Reproduce the data below line by line, from its first line to the line with "observed by consumers", both included, and nothing past that point.

START PROVIDED RECORDS

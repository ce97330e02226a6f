//! Session authentication and authorization.
//!
//! - [`manager`]: the [`SessionManager`](manager::SessionManager), which owns the
//!   session lifecycle (bootstrap, login, refresh, logout, timers)
//! - [`session`]: the phase machine and the snapshot type observed by consumers
//! - [`permissions`]: UI-side permission checks and the catalogue of gated actions

pub mod manager;
pub mod permissions;
pub mod session;
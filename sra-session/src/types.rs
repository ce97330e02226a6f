//! Identity and authorization types shared across the crate.
//!
//! - [`User`]: the identity record held by an authenticated session
//! - [`Role`]: named bundle of permissions inherited by a user
//! - [`Permission`]: a `(resource, action)` pair, compared by exact value
//! - [`UserUpdate`]: partial profile fields merged by `SessionManager::update_user`
//!
//! Resource and action identifiers are opaque strings. The dashboard's known
//! pairs are catalogued in [`crate::auth::permissions::catalog`].

use serde::{Deserialize, Serialize};
use std::collections::HashSet;
use std::fmt;
use uuid::Uuid;

pub type UserId = Uuid;

/// Abbreviate a UUID to its first 8 characters for more readable logs and traces
pub fn abbrev_uuid(uuid: &Uuid) -> String {
    uuid.to_string().chars().take(8).collect()
}

/// A grant to perform `action` on `resource`.
#[derive(Debug, Clone, PartialEq, Eq, Hash, PartialOrd, Ord, Serialize, Deserialize)]
pub struct Permission {
    pub resource: String,
    pub action: String,
}

impl Permission {
    pub fn new(resource: impl Into<String>, action: impl Into<String>) -> Self {
        Self {
            resource: resource.into(),
            action: action.into(),
        }
    }

    pub fn matches(&self, resource: &str, action: &str) -> bool {
        self.resource == resource && self.action == action
    }
}

impl fmt::Display for Permission {
    fn fmt(&self, f: &mut fmt::Formatter<'_>) -> fmt::Result {
        write!(f, "{}:{}", self.resource, self.action)
    }
}

#[derive(Debug, Clone, PartialEq, Eq, Serialize, Deserialize)]
pub struct Role {
    pub name: String,
    #[serde(default)]
    pub description: String,
    #[serde(default)]
    pub permissions: HashSet<Permission>,
}

impl Role {
    pub fn new(name: impl Into<String>, permissions: impl IntoIterator<Item = Permission>) -> Self {
        Self {
            name: name.into(),
            description: String::new(),
            permissions: permissions.into_iter().collect(),
        }
    }
}

#[derive(Debug, Clone, Copy, PartialEq, Eq, Serialize, Deserialize)]
#[serde(rename_all = "lowercase")]
pub enum UserStatus {
    Active,
    Inactive,
    Suspended,
    #[serde(other)]
    Unknown,
}

impl UserStatus {
    pub fn is_active(&self) -> bool {
        matches!(self, UserStatus::Active)
    }
}

#[derive(Debug, Clone, PartialEq, Eq, Serialize, Deserialize)]
pub struct User {
    pub id: UserId,
    pub username: String,
    pub email: String,
    pub role: Role,
    /// Permissions granted directly to the user, on top of the role's
    #[serde(default)]
    pub permissions: HashSet<Permission>,
    #[serde(default)]
    pub mfa_enabled: bool,
    pub status: UserStatus,
}

impl User {
    /// Merge the fields present in `update` into this record.
    pub fn apply(&mut self, update: UserUpdate) {
        if let Some(username) = update.username {
            self.username = username;
        }
        if let Some(email) = update.email {
            self.email = email;
        }
        if let Some(role) = update.role {
            self.role = role;
        }
        if let Some(permissions) = update.permissions {
            self.permissions = permissions;
        }
        if let Some(mfa_enabled) = update.mfa_enabled {
            self.mfa_enabled = mfa_enabled;
        }
        if let Some(status) = update.status {
            self.status = status;
        }
    }
}

/// Partial profile update. `None` fields are left untouched.
#[derive(Debug, Clone, Default, PartialEq, Eq, Serialize, Deserialize)]
pub struct UserUpdate {
    pub username: Option<String>,
    pub email: Option<String>,
    pub role: Option<Role>,
    pub permissions: Option<HashSet<Permission>>,
    pub mfa_enabled: Option<bool>,
    pub status: Option<UserStatus>,
}
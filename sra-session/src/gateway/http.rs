//! [`AuthGateway`] over the SRA backend's HTTP API.
//!
//! Successful responses use the backend's envelope:
//!
//! ```json
//! { "success": true, "data": { ... }, "timestamp": "2026-10-17T09:30:00Z" }
//! ```
//!
//! Errors carry a `detail` (or `message`) string that is surfaced to the user for
//! credential failures.
//!
//! Status mapping: 400, 401 and 403 on login are credential failures. 429 and
//! 5xx mean the service cannot take the request right now. Any other status is
//! an unexpected response. On refresh, 401 means the refresh credential has
//! expired and other 4xx mean it was refused.

use async_trait::async_trait;
use reqwest::{Method, Response, StatusCode};
use serde::de::DeserializeOwned;
use serde::{Deserialize, Serialize};
use tracing::{debug, instrument, warn};

use super::{AuthGateway, LoginOutcome};
use crate::auth::session::Credentials;
use crate::config::GatewayConfig;
use crate::errors::{Error, Result};
use crate::transport::{Bearer, Transport};
use crate::types::User;

#[derive(Debug, Deserialize)]
struct Envelope<T> {
    data: Option<T>,
}

#[derive(Debug, Default, Deserialize)]
struct ErrorBody {
    detail: Option<String>,
    message: Option<String>,
}

#[derive(Debug, Deserialize)]
struct LoginData {
    #[serde(default)]
    mfa_required: bool,
    user: Option<User>,
    access_token: Option<String>,
    refresh_token: Option<String>,
}

#[derive(Debug, Deserialize)]
struct ValidateData {
    valid: bool,
}

#[derive(Debug, Deserialize)]
struct TokenData {
    access_token: String,
    refresh_token: String,
}

#[derive(Serialize)]
struct LoginRequest<'a> {
    username: &'a str,
    password: &'a str,
    #[serde(skip_serializing_if = "Option::is_none")]
    mfa_code: Option<&'a str>,
}

#[derive(Serialize)]
struct TokenRequest<'a> {
    token: &'a str,
}

#[derive(Serialize)]
struct RefreshRequest<'a> {
    refresh_token: &'a str,
}

pub struct HttpAuthGateway {
    transport: Transport,
    login_path: String,
    logout_path: String,
    validate_path: String,
    refresh_path: String,
}

impl HttpAuthGateway {
    pub fn new(transport: Transport, config: &GatewayConfig) -> Self {
        Self {
            transport,
            login_path: config.login_path.clone(),
            logout_path: config.logout_path.clone(),
            validate_path: config.validate_path.clone(),
            refresh_path: config.refresh_path.clone(),
        }
    }
}

/// Pull the user-facing error text out of a failed response.
async fn error_detail(response: Response) -> Option<String> {
    let body = response.text().await.unwrap_or_default();
    let parsed: ErrorBody = serde_json::from_str(&body).unwrap_or_default();
    parsed.detail.or(parsed.message)
}

/// Decode the `data` field of a successful envelope.
async fn envelope_data<T: DeserializeOwned>(response: Response, operation: &str) -> Result<T> {
    let body = response.text().await.map_err(|e| Error::NetworkUnavailable {
        message: format!("read {operation} response: {e}"),
    })?;
    let envelope: Envelope<T> = serde_json::from_str(&body).map_err(|e| Error::Internal {
        operation: format!("decode {operation} response: {e}"),
    })?;
    envelope.data.ok_or_else(|| Error::Internal {
        operation: format!("decode {operation} response: missing data"),
    })
}

fn server_failure(operation: &str, status: StatusCode) -> Error {
    Error::NetworkUnavailable {
        message: format!("{operation} returned {status}"),
    }
}

#[async_trait]
impl AuthGateway for HttpAuthGateway {
    #[instrument(skip(self, password, mfa_code), fields(with_mfa_code = mfa_code.is_some()))]
    async fn login(&self, username: &str, password: &str, mfa_code: Option<&str>) -> Result<LoginOutcome> {
        let body = LoginRequest {
            username,
            password,
            mfa_code,
        };
        let response = self.transport.send(Method::POST, &self.login_path, Some(&body), Bearer::None).await?;
        let status = response.status();

        match status {
            s if s.is_success() => {}
            StatusCode::BAD_REQUEST | StatusCode::UNAUTHORIZED | StatusCode::FORBIDDEN => {
                let message = error_detail(response).await;
                debug!(%status, "Login rejected");
                return Err(Error::InvalidCredentials { message });
            }
            StatusCode::TOO_MANY_REQUESTS => {
                let detail = error_detail(response).await.unwrap_or_else(|| status.to_string());
                warn!("Login rate limited");
                return Err(Error::NetworkUnavailable {
                    message: format!("login rate limited: {detail}"),
                });
            }
            s if s.is_server_error() => return Err(server_failure("login", status)),
            _ => {
                return Err(Error::Internal {
                    operation: format!("sign in: server returned {status}"),
                });
            }
        }

        let data: LoginData = envelope_data(response, "login").await?;
        if data.mfa_required {
            return Ok(LoginOutcome::SecondFactorRequired);
        }
        match (data.user, data.access_token, data.refresh_token) {
            (Some(user), Some(access_token), Some(refresh_token)) => Ok(LoginOutcome::Authenticated {
                user,
                credentials: Credentials {
                    access_token,
                    refresh_token,
                },
            }),
            _ => Err(Error::Internal {
                operation: "decode login response: incomplete session".to_string(),
            }),
        }
    }

    #[instrument(skip_all)]
    async fn logout(&self, access_token: &str) -> Result<()> {
        let body = TokenRequest { token: access_token };
        let response = self
            .transport
            .send(Method::POST, &self.logout_path, Some(&body), Bearer::Explicit(access_token))
            .await?;
        let status = response.status();

        if status.is_success() {
            Ok(())
        } else if status.is_server_error() {
            Err(server_failure("logout", status))
        } else {
            Err(Error::Internal {
                operation: format!("revoke session: server returned {status}"),
            })
        }
    }

    #[instrument(skip_all)]
    async fn validate_token(&self, access_token: &str) -> Result<bool> {
        let body = TokenRequest { token: access_token };
        let response = self
            .transport
            .send(Method::POST, &self.validate_path, Some(&body), Bearer::Explicit(access_token))
            .await?;
        let status = response.status();

        if status.is_server_error() {
            return Err(server_failure("validate", status));
        }
        if !status.is_success() {
            debug!(%status, "Token rejected by validation endpoint");
            return Ok(false);
        }

        let data: ValidateData = envelope_data(response, "validate").await?;
        Ok(data.valid)
    }

    #[instrument(skip_all)]
    async fn refresh_token(&self, refresh_token: &str) -> Result<Credentials> {
        let body = RefreshRequest { refresh_token };
        let response = self.transport.send(Method::POST, &self.refresh_path, Some(&body), Bearer::None).await?;
        let status = response.status();

        if status.is_server_error() {
            return Err(server_failure("refresh", status));
        }
        if status == StatusCode::UNAUTHORIZED {
            warn!("Refresh credential expired");
            return Err(Error::TokenExpired);
        }
        if !status.is_success() {
            let message = error_detail(response).await.unwrap_or_else(|| format!("server returned {status}"));
            warn!(%status, "Refresh credential rejected");
            return Err(Error::RefreshRejected { message });
        }

        let data: TokenData = envelope_data(response, "refresh").await?;
        Ok(Credentials {
            access_token: data.access_token,
            refresh_token: data.refresh_token,
        })
    }
}
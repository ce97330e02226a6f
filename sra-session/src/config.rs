//! Client configuration management.
//!
//! Configuration is loaded from a YAML file with environment variable overrides. The file path
//! defaults to `sra.yaml` but can be specified via the `-f` flag or the `SRA_CONFIG` environment
//! variable.
//!
//! ## Loading Priority
//!
//! 1. **YAML config file** - Base configuration (default: `sra.yaml`)
//! 2. **Environment variables** - Variables prefixed with `SRA_` override YAML values
//!
//! For nested values use double underscores, e.g. `SRA_GATEWAY__BASE_URL=https://sra.internal`
//! sets `gateway.base_url`.
//!
//! ## Configuration Structure
//!
//! - **Gateway**: `gateway.base_url`, `gateway.request_timeout`, endpoint paths
//! - **Session**: `session.refresh_interval`, `session.expiry_warning_after`,
//!   `session.expiry_after`, `session.sign_in_route`
//! - **Storage**: `storage.backend`, `storage.namespace`, `storage.obfuscation_key`
//!
//! ```yaml
//! gateway:
//!   base_url: https://sra.example.com
//!   request_timeout: 15s
//! session:
//!   refresh_interval: 20m
//!   expiry_warning_after: 25m
//!   expiry_after: 30m
//! storage:
//!   backend:
//!     type: file
//!     path: ~/.local/state/sra/session.json
//! ```

use clap::Parser;
use figment::{
    Figment,
    providers::{Env, Format, Yaml},
};
use serde::{Deserialize, Serialize};
use std::{path::PathBuf, time::Duration};
use url::Url;

use crate::errors::Error;

/// CLI args for the session client binary
#[derive(Parser, Debug)]
#[command(author, version, about, long_about = None)]
pub struct Args {
    /// Path to configuration file
    #[arg(short = 'f', long, env = "SRA_CONFIG", default_value = "sra.yaml")]
    pub config: String,

    /// Validate configuration and exit.
    #[arg(long)]
    pub validate: bool,

    /// Sign in as this user if no session is restored
    #[arg(short, long)]
    pub username: Option<String>,

    /// Password for `--username`
    #[arg(long, env = "SRA_PASSWORD", hide_env_values = true)]
    pub password: Option<String>,

    /// Second-factor code, if the account requires one
    #[arg(long)]
    pub mfa_code: Option<String>,

    /// End the current session and exit
    #[arg(long)]
    pub logout: bool,
}

#[derive(Debug, Clone, Default, Deserialize, Serialize)]
#[serde(default, deny_unknown_fields)]
pub struct Config {
    /// Remote authentication service
    pub gateway: GatewayConfig,
    /// Session lifetime and renewal timers
    pub session: SessionConfig,
    /// Local persistence of identity and credentials
    pub storage: StorageConfig,
}

/// Where the remote authentication service lives and how long to wait for it.
#[derive(Debug, Clone, Deserialize, Serialize)]
#[serde(default, deny_unknown_fields)]
pub struct GatewayConfig {
    pub base_url: Url,
    /// Upper bound on any single gateway or intercepted request
    #[serde(with = "humantime_serde")]
    pub request_timeout: Duration,
    pub login_path: String,
    pub logout_path: String,
    pub validate_path: String,
    pub refresh_path: String,
}

impl Default for GatewayConfig {
    fn default() -> Self {
        Self {
            base_url: "http://localhost:8001".parse().expect("Failed to parse default gateway URL"),
            request_timeout: Duration::from_secs(30),
            login_path: "/api/auth/login".to_string(),
            logout_path: "/api/auth/logout".to_string(),
            validate_path: "/api/auth/validate".to_string(),
            refresh_path: "/api/auth/refresh".to_string(),
        }
    }
}

/// Timer policy for an authenticated session.
///
/// The warning and expiry clocks start at sign-in (or restore) and model a maximum
/// session lifetime. The refresh clock restarts after every successful refresh.
#[derive(Debug, Clone, Deserialize, Serialize)]
#[serde(default, deny_unknown_fields)]
pub struct SessionConfig {
    #[serde(with = "humantime_serde")]
    pub refresh_interval: Duration,
    #[serde(with = "humantime_serde")]
    pub expiry_warning_after: Duration,
    #[serde(with = "humantime_serde")]
    pub expiry_after: Duration,
    /// Route the UI is sent to when a session ends involuntarily
    pub sign_in_route: String,
}

impl Default for SessionConfig {
    fn default() -> Self {
        Self {
            refresh_interval: Duration::from_secs(20 * 60),
            expiry_warning_after: Duration::from_secs(25 * 60),
            expiry_after: Duration::from_secs(30 * 60),
            sign_in_route: "/login".to_string(),
        }
    }
}

#[derive(Debug, Clone, Deserialize, Serialize)]
#[serde(default, deny_unknown_fields)]
pub struct StorageConfig {
    pub backend: StorageBackendConfig,
    /// Prefix applied to every stored key
    pub namespace: String,
    /// Key for the obfuscation transform. Not a secret: it only deters casual inspection.
    pub obfuscation_key: String,
}

impl Default for StorageConfig {
    fn default() -> Self {
        Self {
            backend: StorageBackendConfig::Memory,
            namespace: "sra_".to_string(),
            obfuscation_key: "sra-dashboard".to_string(),
        }
    }
}

#[derive(Debug, Clone, Default, Deserialize, Serialize, PartialEq, Eq)]
#[serde(tag = "type", rename_all = "snake_case")]
pub enum StorageBackendConfig {
    #[default]
    Memory,
    File {
        path: PathBuf,
    },
}

impl Config {
    #[allow(clippy::result_large_err)]
    pub fn load(args: &Args) -> Result<Self, figment::Error> {
        let config: Self = Self::figment(args).extract()?;
        config.validate().map_err(|e| figment::Error::from(e.to_string()))?;
        Ok(config)
    }

    pub fn figment(args: &Args) -> Figment {
        Figment::new()
            .merge(Yaml::file(&args.config))
            .merge(Env::prefixed("SRA_").ignore(&["CONFIG", "PASSWORD"]).split("__"))
    }

    pub fn validate(&self) -> Result<(), Error> {
        let session = &self.session;
        if session.refresh_interval.is_zero() {
            return Err(Error::Internal {
                operation: "validate config: session.refresh_interval must be greater than zero".to_string(),
            });
        }
        if session.expiry_after.is_zero() {
            return Err(Error::Internal {
                operation: "validate config: session.expiry_after must be greater than zero".to_string(),
            });
        }
        if session.expiry_warning_after >= session.expiry_after {
            return Err(Error::Internal {
                operation: format!(
                    "validate config: session.expiry_warning_after ({}) must be before session.expiry_after ({})",
                    humantime::format_duration(session.expiry_warning_after),
                    humantime::format_duration(session.expiry_after)
                ),
            });
        }
        if self.storage.namespace.is_empty() {
            return Err(Error::Internal {
                operation: "validate config: storage.namespace must not be empty".to_string(),
            });
        }
        if self.gateway.request_timeout.is_zero() {
            return Err(Error::Internal {
                operation: "validate config: gateway.request_timeout must be greater than zero".to_string(),
            });
        }
        Ok(())
    }
}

END PROVIDED RECORDS

* SOLUTION:
repository ce97330e02226a6f
//! Session authentication and authorization.
//!
//! - [`manager`]: the [`SessionManager`](manager::SessionManager), which owns the
//!   session lifecycle (bootstrap, login, refresh, logout, timers)
//! - [`session`]: the phase machine and the snapshot type observed by consumers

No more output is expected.